Add the water to a medium pot and turn on the heat to medium-high. 

Next add the kombu to the pot. When the water comes to a boil reduce the heat to a low simmer. 

Add the burdock root, onion, chopped carrot, garlic, and mushrooms to the pot and simmer, covered for 20 minutes or until the burdock is tender. When burdock is tender turn off the heat.

Ladle out one cup of the broth into a small bowl.

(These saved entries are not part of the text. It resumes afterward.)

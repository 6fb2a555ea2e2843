//! Off-canvas navigation panel state.

pub const MENU_ICON_SELECTOR: &str = ".menu-icon";
pub const CLOSE_ICON_SELECTOR: &str = ".close-icon";
pub const SIDEBAR_SELECTOR: &str = ".sidebar";
/// Links inside the panel; following one closes it
pub const SIDEBAR_LINK_SELECTOR: &str = "a";

/// Class added to the panel while it is open
pub const OPEN_CLASS: &str = "open";

/// Body `overflow` value that locks background scrolling
pub const SCROLL_LOCK: &str = "hidden";

/// Open/closed state of the mobile navigation panel.
///
/// The panel class and the body scroll lock are both derived from the one
/// flag, so the page can never show an open panel with a scrollable body.
#[derive(Debug, Clone, Copy, Default, PartialEq, Eq)]
pub struct NavPanel {
    open: bool,
}

impl NavPanel {
    pub fn new() -> Self {
        Self::default()
    }

    pub fn is_open(&self) -> bool {
        self.open
    }

    /// Open the panel. Opening an open panel is a no-op.
    pub fn open(&mut self) {
        self.open = true;
    }

    /// Close the panel. Closing a closed panel is a no-op.
    pub fn close(&mut self) {
        self.open = false;
    }

    /// Body `overflow` value for the current state; empty clears the override
    pub fn body_overflow(&self) -> &'static str {
        if self.open { SCROLL_LOCK } else { "" }
    }
}
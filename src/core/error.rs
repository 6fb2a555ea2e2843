//! Error types for page setup and configuration loading.

/// Errors raised while binding behaviors to the host document.
///
/// Setup stops at the first error; nothing is retried.
#[derive(Debug, Clone, PartialEq, thiserror::Error)]
pub enum SetupError {
    #[error("no global `window` available")]
    MissingWindow,

    #[error("window has no document")]
    MissingDocument,

    #[error("document has no <body>")]
    MissingBody,

    #[error("document has no <head>")]
    MissingHead,

    #[error("required element not found: {selector}")]
    MissingElement { selector: String },

    #[error("DOM operation failed: {0}")]
    Dom(String),
}

impl SetupError {
    pub fn missing(selector: impl Into<String>) -> Self {
        Self::MissingElement {
            selector: selector.into(),
        }
    }
}

/// Errors raised while reading the page's configuration block.
#[derive(Debug, thiserror::Error)]
pub enum ConfigError {
    #[error("config is not valid JSON: {0}")]
    Parse(#[from] serde_json::Error),

    #[error("{field} must be within [0, 1], got {value}")]
    ThresholdOutOfRange { field: &'static str, value: f64 },

    #[error("scroll_threshold_px must not be negative, got {0}")]
    NegativeScrollThreshold(f64),

    #[error("reveal_selectors has an empty entry: {0:?}")]
    EmptySelector(String),

    #[error("reveal_root_margin must be 1 to 4 px or % lengths, got {0:?}")]
    InvalidRootMargin(String),
}

#[cfg(test)]
mod tests {
    use super::*;

    #[test]
    fn test_missing_element_message_names_selector() {
        let err = SetupError::missing(".menu-icon");
        assert_eq!(err.to_string(), "required element not found: .menu-icon");
    }

    #[test]
    fn test_missing_submit_button_names_form_and_button() {
        let err = SetupError::missing("#contactForm button[type=\"submit\"]");
        assert_eq!(
            err.to_string(),
            "required element not found: #contactForm button[type=\"submit\"]"
        );
    }

    #[test]
    fn test_config_parse_error_wraps_serde() {
        let parse = serde_json::from_str::<serde_json::Value>("{").unwrap_err();
        let err = ConfigError::from(parse);
        assert!(err.to_string().starts_with("config is not valid JSON"));
    }
}
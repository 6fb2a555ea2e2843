//! Simulated contact form submission.

use gloo_timers::future::TimeoutFuture;
use leptos::logging::{error, log};
use wasm_bindgen_futures::spawn_local;
use web_sys::{Document, HtmlButtonElement, HtmlFormElement};

use super::dom::{cast, listen};
use super::toast::show_notification;
use crate::core::contact::{FORM_ID, SUBMIT_BUTTON_SELECTOR};
use crate::core::{ButtonView, Config, SetupError, SubmissionPlan, SubmissionStep, Toast};

/// One in-flight submission
struct Submission {
    form: HtmlFormElement,
    button: HtmlButtonElement,
    original_label: String,
    document: Document,
    config: Config,
}

impl Submission {
    fn apply(&self, step: SubmissionStep) {
        if step == SubmissionStep::Reset {
            self.form.reset();
        }

        render_button(&self.button, &step.phase().view(&self.original_label));

        if step == SubmissionStep::Reset {
            let toast = Toast::new(self.config.success_message.clone());
            if let Err(e) = show_notification(&self.document, &toast, &self.config) {
                error!("Failed to show notification: {}", e);
            }
        }
    }
}

fn render_button(button: &HtmlButtonElement, view: &ButtonView<'_>) {
    button.set_inner_html(view.label_html);
    button.set_disabled(view.disabled);

    let style = button.style();
    let _ = if view.background.is_empty() {
        style.remove_property("background").map(drop)
    } else {
        style.set_property("background", view.background)
    };
}

/// Take over `#contactForm` submits. Returns `false` when the page has no form.
pub fn bind(document: &Document, config: &Config) -> Result<bool, SetupError> {
    let Some(form) = document.get_element_by_id(FORM_ID) else {
        log!("No #{} on this page, contact form disabled", FORM_ID);
        return Ok(false);
    };
    let form: HtmlFormElement = cast(form, FORM_ID)?;

    let plan = SubmissionPlan::from_config(config);
    let target = form.clone();
    let document = document.clone();
    let config = config.clone();

    listen(&target, "submit", move |event| {
        event.prevent_default();

        // A form without a typed submit button only loses this submission
        let button = match submit_button(&form) {
            Ok(button) => button,
            Err(e) => {
                error!("Contact form submit ignored: {}", e);
                return;
            }
        };

        let submission = Submission {
            form: form.clone(),
            original_label: button.inner_html(),
            button,
            document: document.clone(),
            config: config.clone(),
        };
        run(submission, &plan);
    })?;

    Ok(true)
}

fn submit_button(form: &HtmlFormElement) -> Result<HtmlButtonElement, SetupError> {
    let button = form
        .query_selector(SUBMIT_BUTTON_SELECTOR)?
        .ok_or_else(|| SetupError::missing(format!("#{} {}", FORM_ID, SUBMIT_BUTTON_SELECTOR)))?;
    cast(button, SUBMIT_BUTTON_SELECTOR)
}

fn run(submission: Submission, plan: &SubmissionPlan) {
    for &step in plan.immediate() {
        submission.apply(step);
    }

    let deferred = plan.deferred().to_vec();
    spawn_local(async move {
        for (delay, step) in deferred {
            TimeoutFuture::new(delay).await;
            submission.apply(step);
        }
    });
}
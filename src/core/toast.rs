//! Transient slide-in notification.

use super::config::Config;

/// Inline style of a toast; it starts off-screen to the right
pub const TOAST_STYLE: &str = "position: fixed; \
    top: 20px; \
    right: 20px; \
    background: linear-gradient(135deg, #00ff88, #00ccff); \
    color: white; \
    padding: 1rem 2rem; \
    border-radius: 8px; \
    box-shadow: 0 4px 15px rgba(0, 0, 0, 0.2); \
    z-index: 10000; \
    transform: translateX(100%); \
    transition: transform 0.3s ease;";

/// Lifecycle stage of a toast
#[derive(Debug, Clone, Copy, PartialEq, Eq)]
pub enum ToastStage {
    /// Appended but still off-screen
    Offscreen,
    /// Slid into view
    Shown,
    /// Sliding back out
    Leaving,
    /// Detached from the document
    Removed,
}

impl ToastStage {
    /// Inline `transform` for the stage, `None` once removed
    pub fn transform(&self) -> Option<&'static str> {
        match self {
            ToastStage::Offscreen | ToastStage::Leaving => Some("translateX(100%)"),
            ToastStage::Shown => Some("translateX(0)"),
            ToastStage::Removed => None,
        }
    }
}

#[derive(Debug, Clone, PartialEq, Eq)]
pub struct Toast {
    pub message: String,
}

impl Toast {
    pub fn new(message: impl Into<String>) -> Self {
        Self {
            message: message.into(),
        }
    }

    /// Stage changes with their offset from the moment the toast is shown.
    ///
    /// Entering and leaving are scheduled from creation independently; the
    /// removal follows the leave by the exit transition.
    pub fn timeline(config: &Config) -> Vec<(u32, ToastStage)> {
        let leave_at = config.toast_visible_ms;
        let mut timeline = vec![
            (config.toast_enter_delay_ms, ToastStage::Shown),
            (leave_at, ToastStage::Leaving),
            (
                leave_at.saturating_add(config.toast_exit_ms),
                ToastStage::Removed,
            ),
        ];
        timeline.sort_by_key(|&(at, _)| at);
        timeline
    }

    /// Timeline converted to delays relative to the previous stage
    pub fn steps(config: &Config) -> Vec<(u32, ToastStage)> {
        let mut previous = 0u32;
        Self::timeline(config)
            .into_iter()
            .map(|(at, stage)| {
                let delay = at - previous;
                previous = at;
                (delay, stage)
            })
            .collect()
    }
}

#[cfg(test)]
mod tests {
    use super::*;

    #[test]
    fn test_default_timeline() {
        assert_eq!(
            Toast::timeline(&Config::default()),
            vec![
                (100, ToastStage::Shown),
                (3000, ToastStage::Leaving),
                (3300, ToastStage::Removed),
            ]
        );
    }

    #[test]
    fn test_steps_are_relative() {
        assert_eq!(
            Toast::steps(&Config::default()),
            vec![
                (100, ToastStage::Shown),
                (2900, ToastStage::Leaving),
                (300, ToastStage::Removed),
            ]
        );
    }

    #[test]
    fn test_short_visible_time_keeps_order() {
        let config = Config {
            toast_enter_delay_ms: 500,
            toast_visible_ms: 200,
            ..Config::default()
        };

        let stages: Vec<ToastStage> = Toast::timeline(&config)
            .into_iter()
            .map(|(_, stage)| stage)
            .collect();
        assert_eq!(
            stages,
            vec![ToastStage::Leaving, ToastStage::Shown, ToastStage::Removed]
        );
    }

    #[test]
    fn test_stage_transforms() {
        assert_eq!(ToastStage::Offscreen.transform(), Some("translateX(100%)"));
        assert_eq!(ToastStage::Shown.transform(), Some("translateX(0)"));
        assert_eq!(ToastStage::Leaving.transform(), Some("translateX(100%)"));
        assert_eq!(ToastStage::Removed.transform(), None);
    }

    #[test]
    fn test_style_starts_offscreen() {
        assert!(TOAST_STYLE.contains("position: fixed;"));
        assert!(TOAST_STYLE.contains("z-index: 10000;"));
        assert!(TOAST_STYLE.contains("transform: translateX(100%);"));
    }
}
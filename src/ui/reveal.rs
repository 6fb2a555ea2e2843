//! Fade sections in the first time they scroll into view.

use wasm_bindgen::JsCast;
use web_sys::{Document, HtmlElement};

use super::dom::{intersection_observer, query_all};
use crate::core::reveal::{ANIMATE_IN_CLASS, ANIMATE_IN_STYLESHEET, HIDDEN_STYLE};
use crate::core::{Config, Reveal, SetupError};

/// Hide every reveal target and observe it. Returns the number of targets.
pub fn bind(document: &Document, config: &Config) -> Result<usize, SetupError> {
    let observer = intersection_observer(
        config.reveal_threshold,
        Some(&config.reveal_root_margin),
        |entry| {
            let target = entry.target();
            let classes = target.class_list();

            let mut reveal = Reveal::from_class(classes.contains(ANIMATE_IN_CLASS));
            if reveal.observe(entry.is_intersecting()) {
                let _ = classes.add_1(ANIMATE_IN_CLASS);
            }
        },
    )?;

    let targets = query_all(document, &config.reveal_selectors)?;
    for target in &targets {
        if let Some(element) = target.dyn_ref::<HtmlElement>() {
            let style = element.style();
            for (property, value) in HIDDEN_STYLE {
                style.set_property(property, value)?;
            }
        }
        observer.observe(target);
    }

    let head = document.head().ok_or(SetupError::MissingHead)?;
    let stylesheet = document.create_element("style")?;
    stylesheet.set_text_content(Some(ANIMATE_IN_STYLESHEET));
    head.append_child(&stylesheet)?;

    Ok(targets.len())
}
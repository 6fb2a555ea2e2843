//! Video hover previews, visibility playback and initial autoplay.

use leptos::logging::log;
use wasm_bindgen::JsCast;
use wasm_bindgen_futures::{JsFuture, spawn_local};
use web_sys::{Document, HtmlMediaElement};

use super::dom::{intersection_observer, listen, query_all};
use crate::core::media::{HOVER_VIDEO_SELECTOR, VIDEO_SELECTOR, has_current_data};
use crate::core::{Config, PlaybackCommand, SetupError};

/// Request playback; a rejected play promise is logged and dropped.
fn play(video: &HtmlMediaElement, rejected: &'static str) {
    match video.play() {
        Ok(promise) => spawn_local(async move {
            if let Err(e) = JsFuture::from(promise).await {
                log!("{}: {:?}", rejected, e);
            }
        }),
        Err(e) => log!("{}: {:?}", rejected, e),
    }
}

fn apply(video: &HtmlMediaElement, command: PlaybackCommand) {
    match command {
        PlaybackCommand::Play => play(video, "Video playback prevented"),
        PlaybackCommand::Pause | PlaybackCommand::PauseAndRewind => {
            let _ = video.pause();
        }
    }

    if let Some(time) = command.seek_to() {
        video.set_current_time(time);
    }
}

fn videos(document: &Document, selector: &str) -> Result<Vec<HtmlMediaElement>, SetupError> {
    Ok(query_all(document, selector)?
        .into_iter()
        .filter_map(|el| el.dyn_into::<HtmlMediaElement>().ok())
        .collect())
}

/// Play project previews while hovered. Returns the number of videos bound.
pub fn bind_hover(document: &Document) -> Result<usize, SetupError> {
    let previews = videos(document, HOVER_VIDEO_SELECTOR)?;

    for video in &previews {
        let target = video.clone();
        listen(video, "mouseenter", move |_| {
            apply(&target, PlaybackCommand::on_pointer_enter())
        })?;

        let target = video.clone();
        listen(video, "mouseleave", move |_| {
            apply(&target, PlaybackCommand::on_pointer_leave())
        })?;
    }

    Ok(previews.len())
}

/// Play videos while enough of them is on screen. Returns the number observed.
pub fn bind_visibility(document: &Document, config: &Config) -> Result<usize, SetupError> {
    let observer = intersection_observer(config.video_visibility_threshold, None, |entry| {
        if let Ok(video) = entry.target().dyn_into::<HtmlMediaElement>() {
            apply(&video, PlaybackCommand::on_visibility(entry.is_intersecting()));
        }
    })?;

    let all = videos(document, VIDEO_SELECTOR)?;
    for video in &all {
        observer.observe(video);
    }

    Ok(all.len())
}

/// Try to start every video on the page once it has data to show.
pub fn autoplay_all(document: &Document) -> Result<(), SetupError> {
    for video in videos(document, VIDEO_SELECTOR)? {
        if has_current_data(video.ready_state()) {
            play(&video, "Video autoplay prevented");
            continue;
        }

        let target = video.clone();
        listen(&video, "loadeddata", move |_| {
            play(&target, "Video autoplay prevented")
        })?;
    }

    Ok(())
}
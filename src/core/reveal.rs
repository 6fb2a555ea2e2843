//! One-shot fade-in of page sections.

/// Class that brings a section into its final position
pub const ANIMATE_IN_CLASS: &str = "animate-in";

/// Inline styles applied before an element is observed
pub const HIDDEN_STYLE: [(&str, &str); 3] = [
    ("opacity", "0"),
    ("transform", "translateY(30px)"),
    ("transition", "opacity 0.6s ease, transform 0.6s ease"),
];

/// Stylesheet injected into `<head>`; `!important` beats the inline styles
pub const ANIMATE_IN_STYLESHEET: &str = "
.animate-in {
    opacity: 1 !important;
    transform: translateY(0) !important;
}
";

/// Reveal state of a single element
#[derive(Debug, Clone, Copy, Default, PartialEq, Eq)]
pub struct Reveal {
    revealed: bool,
}

impl Reveal {
    pub fn new() -> Self {
        Self::default()
    }

    /// Rebuild the state from whether the element already has the class
    pub fn from_class(has_animate_in: bool) -> Self {
        Self {
            revealed: has_animate_in,
        }
    }

    pub fn is_revealed(&self) -> bool {
        self.revealed
    }

    /// Feed one observer entry.
    ///
    /// Returns `true` only for the entry that reveals the element. Leaving
    /// the viewport afterwards never hides it again.
    pub fn observe(&mut self, is_intersecting: bool) -> bool {
        if self.revealed || !is_intersecting {
            return false;
        }
        self.revealed = true;
        true
    }
}

#[cfg(test)]
mod tests {
    use super::*;

    #[test]
    fn test_hidden_until_intersecting() {
        let mut reveal = Reveal::new();

        assert!(!reveal.observe(false));
        assert!(!reveal.is_revealed());

        assert!(reveal.observe(true));
        assert!(reveal.is_revealed());
    }

    #[test]
    fn test_reveals_exactly_once() {
        let mut reveal = Reveal::new();
        let entries = [false, true, false, true, true, false];

        let transitions = entries.iter().filter(|&&i| reveal.observe(i)).count();

        assert_eq!(transitions, 1);
        assert!(reveal.is_revealed());
    }

    #[test]
    fn test_already_revealed_element_stays() {
        let mut reveal = Reveal::from_class(true);
        assert!(!reveal.observe(true));
        assert!(!reveal.observe(false));
        assert!(reveal.is_revealed());
    }

    #[test]
    fn test_hidden_style_and_stylesheet_agree() {
        assert!(HIDDEN_STYLE.contains(&("opacity", "0")));
        assert!(ANIMATE_IN_STYLESHEET.contains(".animate-in"));
        assert!(ANIMATE_IN_STYLESHEET.contains("opacity: 1 !important;"));
        assert!(ANIMATE_IN_STYLESHEET.contains("transform: translateY(0) !important;"));
    }
}
//! Browser bindings: look up the host page's elements and wire each
//! behavior model in `crate::core` to real events, observers and timers.

pub mod contact;
pub mod dom;
pub mod media;
pub mod nav;
pub mod reveal;
pub mod scroll;
pub mod toast;

use leptos::logging::{error, log, warn};
use web_sys::{Document, Window};

use crate::core::config::CONFIG_ELEMENT_ID;
use crate::core::{Config, SetupError};

pub use toast::show_notification;

/// What setup found on the page
#[derive(Debug, Clone, Default, PartialEq, Eq)]
pub struct Portfolio {
    pub sidebar_links: usize,
    pub anchor_links: usize,
    pub hover_videos: usize,
    pub observed_videos: usize,
    pub contact_form: bool,
    pub reveal_targets: usize,
}

impl Portfolio {
    /// Bind every behavior, stopping at the first missing required element.
    pub fn install(
        window: &Window,
        document: &Document,
        config: &Config,
    ) -> Result<Self, SetupError> {
        let sidebar_links = nav::bind(document)?;
        let anchor_links = scroll::bind(window, document, config)?;
        let hover_videos = media::bind_hover(document)?;
        let observed_videos = media::bind_visibility(document, config)?;
        let contact_form = contact::bind(document, config)?;
        let reveal_targets = reveal::bind(document, config)?;

        Ok(Self {
            sidebar_links,
            anchor_links,
            hover_videos,
            observed_videos,
            contact_form,
            reveal_targets,
        })
    }
}

/// Read the optional `#portfolio-config` block, logging and ignoring a bad one.
pub fn load_config(document: &Document) -> Config {
    let json = document
        .get_element_by_id(CONFIG_ELEMENT_ID)
        .and_then(|element| element.text_content());

    let (config, err) = Config::from_optional_json(json.as_deref());
    if let Some(e) = err {
        warn!("Ignoring #{}: {}", CONFIG_ELEMENT_ID, e);
    }
    config
}

fn setup(window: &Window, document: &Document) {
    let config = load_config(document);

    match Portfolio::install(window, document, &config) {
        Ok(page) => log!(
            "Portfolio ready: {} panel links, {} anchors, {} hover videos, {} observed videos, contact form: {}, {} reveal targets",
            page.sidebar_links,
            page.anchor_links,
            page.hover_videos,
            page.observed_videos,
            page.contact_form,
            page.reveal_targets
        ),
        Err(e) => error!("Portfolio setup failed: {}", e),
    }
}

/// Hook setup onto the page lifecycle.
///
/// Setup runs on `DOMContentLoaded` and autoplay on window `load`; either runs
/// immediately if the module loads after its event has already fired.
pub fn start() -> Result<(), SetupError> {
    let (window, document) = dom::browser()?;

    let dom_ready = document.ready_state() != "loading";
    let page_loaded = document.ready_state() == "complete";

    let (ready_window, ready_document) = (window.clone(), document.clone());
    dom::when(&document, "DOMContentLoaded", dom_ready, move || {
        setup(&ready_window, &ready_document)
    })?;

    dom::when(&window, "load", page_loaded, move || {
        if let Err(e) = media::autoplay_all(&document) {
            error!("Video autoplay setup failed: {}", e);
        }
    })
}
//! Header scroll state and smooth in-page scrolling.

use web_sys::{Document, ScrollBehavior, ScrollIntoViewOptions, ScrollLogicalPosition, Window};

use super::dom::{listen, query, query_all};
use crate::core::scroll::{ANCHOR_SELECTOR, HEADER_SELECTOR, SCROLLED_CLASS};
use crate::core::{Config, SetupError, anchor_target_id, header_is_scrolled};

/// Toggle the header style on scroll and take over anchor clicks.
///
/// Returns the number of anchor links bound.
pub fn bind(window: &Window, document: &Document, config: &Config) -> Result<usize, SetupError> {
    let header = query(document, HEADER_SELECTOR)?;
    let threshold = config.scroll_threshold_px;

    let update_header = {
        let window = window.clone();
        move || {
            let offset = window.scroll_y().unwrap_or(0.0);
            let _ = header
                .class_list()
                .toggle_with_force(SCROLLED_CLASS, header_is_scrolled(offset, threshold));
        }
    };

    // A page restored mid-scroll starts in the right state
    update_header();
    listen(window, "scroll", move |_| update_header())?;

    let anchors = query_all(document, ANCHOR_SELECTOR)?;
    for anchor in &anchors {
        let link = anchor.clone();
        let document = document.clone();

        listen(anchor, "click", move |event| {
            event.prevent_default();

            let href = link.get_attribute("href").unwrap_or_default();
            let Some(target) = anchor_target_id(&href).and_then(|id| document.get_element_by_id(id))
            else {
                return;
            };

            let options = ScrollIntoViewOptions::new();
            options.set_behavior(ScrollBehavior::Smooth);
            options.set_block(ScrollLogicalPosition::Start);
            target.scroll_into_view_with_scroll_into_view_options(&options);
        })?;
    }

    Ok(anchors.len())
}
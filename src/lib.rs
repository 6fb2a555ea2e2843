//! Portfolio site behavior
//!
//! Interactive behavior for a static personal-portfolio page, compiled to
//! WebAssembly: mobile navigation, smooth anchor scrolling, video previews,
//! a simulated contact form with toast notification, and scroll-reveal
//! animations.

pub mod core;
#[cfg(feature = "csr")]
pub mod ui;

#[cfg(feature = "csr")]
#[wasm_bindgen::prelude::wasm_bindgen(start)]
pub fn start() {
    console_error_panic_hook::set_once();
    if let Err(e) = ui::start() {
        leptos::logging::error!("Portfolio setup failed: {}", e);
    }
}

Add the bok choy, ginger, enoki mushrooms and cover the pot. Let sit covered for 3 minutes.

Mash the miso into the small bowl of broth carefully until combined. Pour it into the pot and stir in gently. Taste and add more miso using the same method if needed.

Ladle into bowls and garnish the soup with shredded carrot, daikon, scallions, black sesame seeds, and a few slices of lotus root.

Enjoy this soup warm and reheat leftovers over low heat as to not boil the miso.


Quick Pickled Lotus Root

Here is a basic recipe that you can expand on and adapt as you see fit. I used a smaller Weck jar and created measurements accordingly. Once you decide how much lotus root you want to make and what size jar you will use, it’s easy. 

A good base for lotus root is one part vinegar to two parts water. I experimented and tried my usual 1 part water to 1 part vinegar ratio for quick pickles but it was way too over powering for this delicate root. I added a few thin slices of red beet to give the lotus root some color.

If you want these for your soup make them one day ahead as they need twenty four hours to pickle. The longer it stays in the fridge the more flavorful it will become. Be sure to sterilize your jar before using it. To sterilize it, just place the jar in a pot of boiling water for 10 minutes. Use tongs to get it out of the water.


  • 1 Weck jar size 741
  • 1 c. sliced lotus root
  • 1 Tbsp. apple cider vinegar 
  • 4 thin slices of red beet
  • 1 c. water
  • 1/2 c. apple cider vinegar
  • 1/2 tsp. kosher salt


Blanch the lotus root in a small pot of water with 1 tablespoon of vinegar for 8 minutes. Drain and rinse with cold water.

Put the lotus root in your sterilized jar. Add the beet slices on top.

In the same small pot add the water, 1/2 c. vinegar, and salt. Bring to a boil and simmer for a minute or two. 

Ladle the brine into each jar until all of the veggies are submerged. Allow to come to room temperature on the counter.

Put the lids on top and store them in the fridge.

Pickled lotus root will be ready in 24 hours.